//! Portable trip export.
//!
//! # Document format
//!
//! ```json
//! {
//!   "version": 1,
//!   "exported_at": "2026-05-01T10:00:00Z",
//!   "checksum": "<sha256 of data>",
//!   "data": { "trip": {...}, "places": [...], "itinerary": [...],
//!             "packing": [...], "travelers": [...], "expenses": [...] }
//! }
//! ```
//!
//! `data` is a single trip graph or an array of them. Every entity carries
//! an opaque `id` token that is only meaningful inside the document; cross
//! references (`place_id`, `payer_id`, `charged_to`) hold those tokens. The
//! owning trip is implied by nesting, so children carry no `trip_id`.

use std::path::Path;

use chrono::{DateTime, Utc};
use serde::{Deserialize, Serialize};
use serde_json::{Map, Value};
use tracing::info;

use crate::error::{Error, Result};
use crate::model::{
    map_refs, wire, Entity, Expense, ItineraryItem, Key, PackingItem, Place, Record, Traveler,
    Trip, TRIP_REF,
};
use crate::storage::SqliteStorage;
use crate::sync::file::atomic_write;
use crate::sync::hash::content_hash;
use crate::sync::types::ExportStats;

/// Current document format version.
pub const FORMAT_VERSION: u32 = 1;

#[derive(Debug, Clone, Serialize, Deserialize)]
pub struct ExportDocument {
    pub version: u32,
    pub exported_at: DateTime<Utc>,
    #[serde(default, skip_serializing_if = "Option::is_none")]
    pub checksum: Option<String>,
    pub data: ExportPayload,
}

/// One trip graph or several.
#[derive(Debug, Clone, Serialize, Deserialize)]
#[serde(untagged)]
pub enum ExportPayload {
    Many(Vec<TripGraph>),
    One(Box<TripGraph>),
}

impl ExportPayload {
    #[must_use]
    pub fn into_graphs(self) -> Vec<TripGraph> {
        match self {
            Self::Many(graphs) => graphs,
            Self::One(graph) => vec![*graph],
        }
    }
}

/// A trip with all of its children.
#[derive(Debug, Clone, Serialize, Deserialize)]
pub struct TripGraph {
    pub trip: PortableEntity,
    #[serde(default)]
    pub places: Vec<PortableEntity>,
    #[serde(default)]
    pub itinerary: Vec<PortableEntity>,
    #[serde(default)]
    pub packing: Vec<PortableEntity>,
    #[serde(default)]
    pub travelers: Vec<PortableEntity>,
    #[serde(default)]
    pub expenses: Vec<PortableEntity>,
}

/// An entity's semantic fields plus its document-local token.
#[derive(Debug, Clone, PartialEq, Serialize, Deserialize)]
pub struct PortableEntity {
    pub id: String,
    #[serde(flatten)]
    pub fields: Map<String, Value>,
}

fn portable<T: Entity>(record: &Record<T>) -> Result<PortableEntity> {
    let mut fields = wire::to_document(&record.fields)?;
    fields.remove(TRIP_REF);
    map_refs(T::KIND, &mut fields, |_, value| {
        Key::from_json(&value).map(|key| Value::String(key.to_string()))
    });
    Ok(PortableEntity {
        id: record.key.to_string(),
        fields,
    })
}

/// Checksum of a payload as it reads back from JSON.
///
/// # Errors
///
/// Returns an error if the payload cannot be serialized.
pub fn payload_checksum(data: &ExportPayload) -> Result<String> {
    Ok(content_hash(&serde_json::to_value(data)?)?)
}

fn portable_all<T: Entity>(records: &[Record<T>]) -> Result<Vec<PortableEntity>> {
    records.iter().map(portable).collect()
}

/// Exporter for trip graphs held in the local cache.
pub struct Exporter<'a> {
    storage: &'a SqliteStorage,
}

impl<'a> Exporter<'a> {
    #[must_use]
    pub fn new(storage: &'a SqliteStorage) -> Self {
        Self { storage }
    }

    /// Build the graph of one cached trip.
    ///
    /// # Errors
    ///
    /// Returns `TripNotFound` if the trip is not cached.
    pub fn graph(&self, trip: &Key) -> Result<(TripGraph, ExportStats)> {
        let record = self
            .storage
            .get::<Trip>(trip)?
            .ok_or_else(|| Error::TripNotFound {
                key: trip.to_string(),
            })?;
        let key = &record.key;

        let places: Vec<Record<Place>> = self.storage.list_children(key)?;
        let itinerary: Vec<Record<ItineraryItem>> = self.storage.list_children(key)?;
        let packing: Vec<Record<PackingItem>> = self.storage.list_children(key)?;
        let travelers: Vec<Record<Traveler>> = self.storage.list_children(key)?;
        let expenses: Vec<Record<Expense>> = self.storage.list_children(key)?;

        let mut stats = ExportStats::default();
        stats.exported.trips = 1;
        stats.exported.places = places.len();
        stats.exported.itinerary = itinerary.len();
        stats.exported.packing = packing.len();
        stats.exported.travelers = travelers.len();
        stats.exported.expenses = expenses.len();

        let graph = TripGraph {
            trip: portable(&record)?,
            places: portable_all(&places)?,
            itinerary: portable_all(&itinerary)?,
            packing: portable_all(&packing)?,
            travelers: portable_all(&travelers)?,
            expenses: portable_all(&expenses)?,
        };
        Ok((graph, stats))
    }

    /// Export the given trips, or every cached trip if `trips` is empty.
    ///
    /// A single requested trip is exported as a single graph, anything else
    /// as an array.
    ///
    /// # Errors
    ///
    /// Returns `TripNotFound` for a trip that is not cached.
    pub fn export(&self, trips: &[Key]) -> Result<(ExportDocument, ExportStats)> {
        let keys: Vec<Key> = if trips.is_empty() {
            self.storage
                .list_trips()?
                .into_iter()
                .map(|t| t.key)
                .collect()
        } else {
            trips.to_vec()
        };

        let mut stats = ExportStats::default();
        let mut graphs = Vec::with_capacity(keys.len());
        for key in &keys {
            let (graph, graph_stats) = self.graph(key)?;
            for kind in crate::model::EntityKind::ALL {
                stats
                    .exported
                    .set(kind, stats.exported.get(kind) + graph_stats.exported.get(kind));
            }
            graphs.push(graph);
        }

        let data = if trips.len() == 1 && graphs.len() == 1 {
            ExportPayload::One(Box::new(graphs.remove(0)))
        } else {
            ExportPayload::Many(graphs)
        };
        let checksum = payload_checksum(&data)?;
        stats.checksum.clone_from(&checksum);

        Ok((
            ExportDocument {
                version: FORMAT_VERSION,
                exported_at: Utc::now(),
                checksum: Some(checksum),
                data,
            },
            stats,
        ))
    }

    /// Export to a file, replacing it atomically.
    ///
    /// # Errors
    ///
    /// Returns an error if a trip is missing or the file cannot be written.
    pub fn export_to(&self, trips: &[Key], path: &Path) -> Result<ExportStats> {
        let (document, stats) = self.export(trips)?;
        let json = serde_json::to_string_pretty(&document)?;
        atomic_write(path, &json)?;
        info!(
            path = %path.display(),
            trips = stats.exported.trips,
            records = stats.exported.total(),
            "exported trips"
        );
        Ok(stats)
    }
}

#[cfg(test)]
mod tests {
    use super::*;
    use serde_json::json;

    fn seeded() -> (SqliteStorage, Key) {
        let mut storage = SqliteStorage::open_memory().unwrap();
        let trip = storage.insert_local(&Trip::new("Lisbon", "alice"), "t").unwrap();
        let ana = storage
            .insert_local(&Traveler::new(trip.key.clone(), "Ana"), "t")
            .unwrap();
        let mut expense = Expense::new(trip.key.clone(), "Tram", 3.0);
        expense.payer_id = Some(ana.key.clone());
        expense.charged_to = vec![ana.key.clone()];
        storage.insert_local(&expense, "t").unwrap();
        storage
            .insert_local(&PackingItem::new(trip.key.clone(), "Sunscreen", 0), "t")
            .unwrap();
        (storage, trip.key)
    }

    #[test]
    fn test_export_single_trip_strips_internal_keys() {
        let (storage, trip) = seeded();
        let (doc, stats) = Exporter::new(&storage).export(&[trip]).unwrap();
        assert_eq!(doc.version, FORMAT_VERSION);
        assert_eq!(stats.exported.total(), 4);

        let ExportPayload::One(graph) = &doc.data else {
            panic!("expected a single graph");
        };
        assert_eq!(graph.trip.fields["title"], json!("Lisbon"));
        assert!(!graph.packing[0].fields.contains_key("trip_id"));

        let traveler = &graph.travelers[0].id;
        let expense = &graph.expenses[0].fields;
        assert_eq!(&expense["payer_id"], &json!(traveler));
        assert_eq!(expense["charged_to"], json!([traveler]));
    }

    #[test]
    fn test_export_all_is_array_with_checksum() {
        let (mut storage, _) = seeded();
        storage.insert_local(&Trip::new("Porto", "alice"), "t").unwrap();

        let (doc, stats) = Exporter::new(&storage).export(&[]).unwrap();
        let ExportPayload::Many(graphs) = &doc.data else {
            panic!("expected an array");
        };
        assert_eq!(graphs.len(), 2);
        assert_eq!(stats.exported.trips, 2);
        assert_eq!(doc.checksum.as_deref(), Some(payload_checksum(&doc.data).unwrap().as_str()));
    }

    #[test]
    fn test_export_missing_trip() {
        let (storage, _) = seeded();
        let err = Exporter::new(&storage).export(&[Key::remote("nope")]).unwrap_err();
        assert!(matches!(err, Error::TripNotFound { .. }));
    }

    #[test]
    fn test_export_to_file() {
        let (storage, trip) = seeded();
        let dir = tempfile::tempdir().unwrap();
        let path = dir.path().join("lisbon.json");

        let stats = Exporter::new(&storage).export_to(&[trip], &path).unwrap();
        let written: Value = serde_json::from_str(&std::fs::read_to_string(&path).unwrap()).unwrap();
        assert_eq!(written["version"], json!(1));
        assert_eq!(written["checksum"], json!(stats.checksum));
    }
}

**Problem description:**
Only the lines with the string "ItineraryItem" are wanted; pick them out of the records above and copy them.

**Response to the exercise:**
    map_refs, wire, Entity, Expense, ItineraryItem, Key, PackingItem, Place, Record, Traveler,
        let itinerary: Vec<Record<ItineraryItem>> = self.storage.list_children(key)?;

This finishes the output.